[Python-bugs-list] [ python-Feature Requests-759792 ] Make urllib2 more extensible (patch)
SourceForge.net
noreply@sourceforge.net
Thu, 31 Jul 2003 15:15:24 -0700
Feature Requests item #759792, was opened at 2003-06-24 13:16
Message generated for change (Comment added) made by jhylton
You can respond by visiting:
https://sourceforge.net/tracker/?func=detail&atid=355470&aid=759792&group_id=5470
Category: Python Library
Group: None
Status: Open
Resolution: None
Priority: 5
Submitted By: John J Lee (jjlee)
Assigned to: Nobody/Anonymous (nobody)
Summary: Make urllib2 more extensible (patch)
Initial Comment:
Problem with urllib2 as it stands: many things would be
nice to implement as a handler rather than by overriding
methods (and inevitably duplicating code and increasing
fragility), but it's not always possible to do so. For
example (all from HTTP), automatically adding Referer
headers, handling 200 responses that should have been
non-2xx errors if the server were sane, handling cookies,
handling HTTP-EQUIV headers as if they were normal
HTTP headers, automatically making responses
seekable, and following Refresh headers. I've done all
these things, but I had to duplicate code to do it,
because I don't see how to do it with handlers. I've now
rewritten this code by adding a 'processor' scheme to
urllib2 (I'm *not* using 'scheme' in the technical URL
sense here!).
Processors work quite similarly to handlers, except that
1. They always *all* get run (rather than just the first to
handle a request or response -- unlike handlers).

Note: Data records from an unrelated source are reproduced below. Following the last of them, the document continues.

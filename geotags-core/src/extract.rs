//! Per-category feature extraction.

use std::collections::HashSet;

use log::{debug, info, warn};

use crate::{
    Boundary, Category, CategoryOutcome, CategoryResult, ExtractedFeature, ExtractionError,
    MapDataProvider,
};

/// Features gathered for every category plus each category's outcome.
#[derive(Debug, Clone, Default, PartialEq)]
pub struct Extraction {
    /// Extracted features, grouped by category in configuration order.
    pub features: Vec<ExtractedFeature>,
    /// One outcome per category, in configuration order.
    pub outcomes: Vec<CategoryOutcome>,
}

/// Query `provider` for every category and filter, sequentially and in order.
///
/// Within a category, features are de-duplicated by element id with the first
/// match winning, and anything outside `boundary` is dropped. A provider error
/// fails only the category it occurred in; the remaining categories still run.
pub fn extract_features<P>(provider: &P, boundary: &Boundary, categories: &[Category]) -> Extraction
where
    P: MapDataProvider + ?Sized,
{
    let mut extraction = Extraction {
        features: Vec::new(),
        outcomes: Vec::with_capacity(categories.len()),
    };
    for category in categories {
        let result = match extract_category(provider, boundary, category) {
            Ok(found) => {
                info!("category {:?}: {} feature(s)", category.name, found.len());
                let count = found.len();
                extraction.features.extend(found);
                CategoryResult::Success { features: count }
            }
            Err(reason) => {
                warn!("{reason}");
                CategoryResult::Failure { reason }
            }
        };
        extraction.outcomes.push(CategoryOutcome {
            category: category.name.clone(),
            result,
        });
    }
    extraction
}

fn extract_category<P>(
    provider: &P,
    boundary: &Boundary,
    category: &Category,
) -> Result<Vec<ExtractedFeature>, ExtractionError>
where
    P: MapDataProvider + ?Sized,
{
    let mut seen = HashSet::new();
    let mut extracted = Vec::new();
    for filter in &category.filters {
        let raw = provider
            .query_features(boundary, filter)
            .map_err(|source| ExtractionError {
                category: category.name.clone(),
                filter: filter.clone(),
                source,
            })?;
        debug!("{filter}: provider returned {} feature(s)", raw.len());
        let mut outside = 0_usize;
        for feature in raw {
            let Some(osm_tag) = filter.matching_tag(&feature.tags) else {
                debug!("{} does not carry {filter}; dropped", feature.id);
                continue;
            };
            if seen.contains(&feature.id) {
                debug!(
                    "{} already extracted for {:?}; keeping the first match",
                    feature.id, category.name
                );
                continue;
            }
            if !boundary.intersects_raw(&feature.geometry) {
                outside += 1;
                continue;
            }
            seen.insert(feature.id);
            extracted.push(ExtractedFeature {
                raw: feature,
                category: category.name.clone(),
                class: category.geometry,
                filter: filter.clone(),
                osm_tag,
            });
        }
        if outside > 0 {
            debug!("{filter}: {outside} feature(s) outside the boundary");
        }
    }
    Ok(extracted)
}
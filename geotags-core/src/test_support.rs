//! Deterministic test doubles and geometry builders.
//!
//! [`StubProvider`] answers from pre-configured responses without network
//! access. The builders keep fixtures in unit, behaviour and CLI tests short.

use std::cell::RefCell;
use std::collections::HashMap;

use geo::{Coord, LineString, MultiPolygon, Polygon};

use crate::{
    Boundary, ElementId, ElementKind, ExtractedFeature, GeometryClass, MapDataProvider,
    PlaceQuery, ProviderError, RawFeature, RawGeometry, TagFilter, Tags,
};

/// Stub [`MapDataProvider`] returning canned boundaries and features.
///
/// Filters without a configured response yield no features.
///
/// # Example
/// ```
/// use geotags_core::test_support::{StubProvider, node, square_boundary};
/// use geotags_core::{MapDataProvider, TagFilter};
///
/// let park = TagFilter::exact("leisure", "park");
/// let boundary = square_boundary("Unit", 0.0, 0.0, 1.0);
/// let provider = StubProvider::with_boundary(boundary.clone())
///     .with_features(&park, vec![node(1, 0.5, 0.5, &[("leisure", "park")])]);
///
/// let found = provider.query_features(&boundary, &park).expect("stubbed response");
/// assert_eq!(found.len(), 1);
/// assert_eq!(provider.queries(), vec![park]);
/// ```
#[derive(Debug, Default)]
pub struct StubProvider {
    place: Option<Result<Boundary, ProviderError>>,
    responses: HashMap<TagFilter, Result<Vec<RawFeature>, ProviderError>>,
    queries: RefCell<Vec<TagFilter>>,
}

impl StubProvider {
    /// Create a provider resolving every place to `boundary`.
    #[must_use]
    pub fn with_boundary(boundary: Boundary) -> Self {
        Self {
            place: Some(Ok(boundary)),
            ..Self::default()
        }
    }

    /// Fail every place lookup with `error`.
    #[must_use]
    pub fn with_place_error(mut self, error: ProviderError) -> Self {
        self.place = Some(Err(error));
        self
    }

    /// Answer queries for `filter` with `features`.
    #[must_use]
    pub fn with_features(mut self, filter: &TagFilter, features: Vec<RawFeature>) -> Self {
        self.responses.insert(filter.clone(), Ok(features));
        self
    }

    /// Fail queries for `filter` with `error`.
    #[must_use]
    pub fn with_filter_error(mut self, filter: &TagFilter, error: ProviderError) -> Self {
        self.responses.insert(filter.clone(), Err(error));
        self
    }

    /// Filters queried so far, in call order.
    #[must_use]
    pub fn queries(&self) -> Vec<TagFilter> {
        self.queries.borrow().clone()
    }
}

impl MapDataProvider for StubProvider {
    fn resolve_place(&self, _query: &PlaceQuery) -> Result<Option<Boundary>, ProviderError> {
        match &self.place {
            None => Ok(None),
            Some(Ok(boundary)) => Ok(Some(boundary.clone())),
            Some(Err(error)) => Err(error.clone()),
        }
    }

    fn query_features(
        &self,
        _boundary: &Boundary,
        filter: &TagFilter,
    ) -> Result<Vec<RawFeature>, ProviderError> {
        self.queries.borrow_mut().push(filter.clone());
        self.responses
            .get(filter)
            .cloned()
            .unwrap_or_else(|| Ok(Vec::new()))
    }
}

fn tags(pairs: &[(&str, &str)]) -> Tags {
    pairs
        .iter()
        .map(|(key, value)| ((*key).to_owned(), (*value).to_owned()))
        .collect()
}

fn line(coords: &[(f64, f64)]) -> LineString {
    LineString::new(coords.iter().map(|&(x, y)| Coord { x, y }).collect())
}

/// A square boundary with its south-west corner at `(x, y)`.
#[must_use]
pub fn square_boundary(name: &str, x: f64, y: f64, size: f64) -> Boundary {
    let ring = line(&[
        (x, y),
        (x + size, y),
        (x + size, y + size),
        (x, y + size),
        (x, y),
    ]);
    Boundary::new(
        name,
        MultiPolygon::new(vec![Polygon::new(ring, Vec::new())]),
        Some(ElementId::new(ElementKind::Relation, 1)),
    )
}

/// A node feature.
#[must_use]
pub fn node(id: i64, x: f64, y: f64, pairs: &[(&str, &str)]) -> RawFeature {
    RawFeature {
        id: ElementId::new(ElementKind::Node, id),
        tags: tags(pairs),
        geometry: RawGeometry::Point(Coord { x, y }),
    }
}

/// A way feature; closed when the first and last coordinates match.
#[must_use]
pub fn way(id: i64, coords: &[(f64, f64)], pairs: &[(&str, &str)]) -> RawFeature {
    RawFeature {
        id: ElementId::new(ElementKind::Way, id),
        tags: tags(pairs),
        geometry: RawGeometry::Way(line(coords)),
    }
}

/// A multipolygon relation built from outer and inner segments.
#[must_use]
pub fn area(
    id: i64,
    outer: &[Vec<(f64, f64)>],
    inner: &[Vec<(f64, f64)>],
    pairs: &[(&str, &str)],
) -> RawFeature {
    RawFeature {
        id: ElementId::new(ElementKind::Relation, id),
        tags: tags(pairs),
        geometry: RawGeometry::Area {
            outer: outer.iter().map(|c| line(c)).collect(),
            inner: inner.iter().map(|c| line(c)).collect(),
        },
    }
}

/// Wrap `raw` as if a `test` category of `class` had selected it.
///
/// The filter is the feature's first non-`name` tag.
#[must_use]
pub fn extracted(raw: RawFeature, class: GeometryClass) -> ExtractedFeature {
    let (key, value) = raw
        .tags
        .iter()
        .find(|(key, _)| key.as_str() != "name")
        .map_or(("unknown", "unknown"), |(k, v)| (k.as_str(), v.as_str()));
    let filter = TagFilter::exact(key, value);
    let osm_tag = filter.to_string();
    ExtractedFeature {
        raw,
        category: "test".to_owned(),
        class,
        filter,
        osm_tag,
    }
}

2. The methods that get called on processors are of the
form <proto>_request and <proto>_response, and are
called, respectively, immediately before and immediately
after the normal OpenerDirector.open machinery.
http_request, for example, gets called on all processors
before, and pre-processes HTTP requests; http_response
post-processes HTTP responses.
3. <proto>_request methods return request objects, and
<proto>_response methods return response objects.
4. Even 200 responses get processed.
You use it like this:
# just pass processors to build_opener as if they were
handlers
opener = build_opener(FooHandler, BarProcessor,
BazHandler)
response = opener.open("http://www.example.com/")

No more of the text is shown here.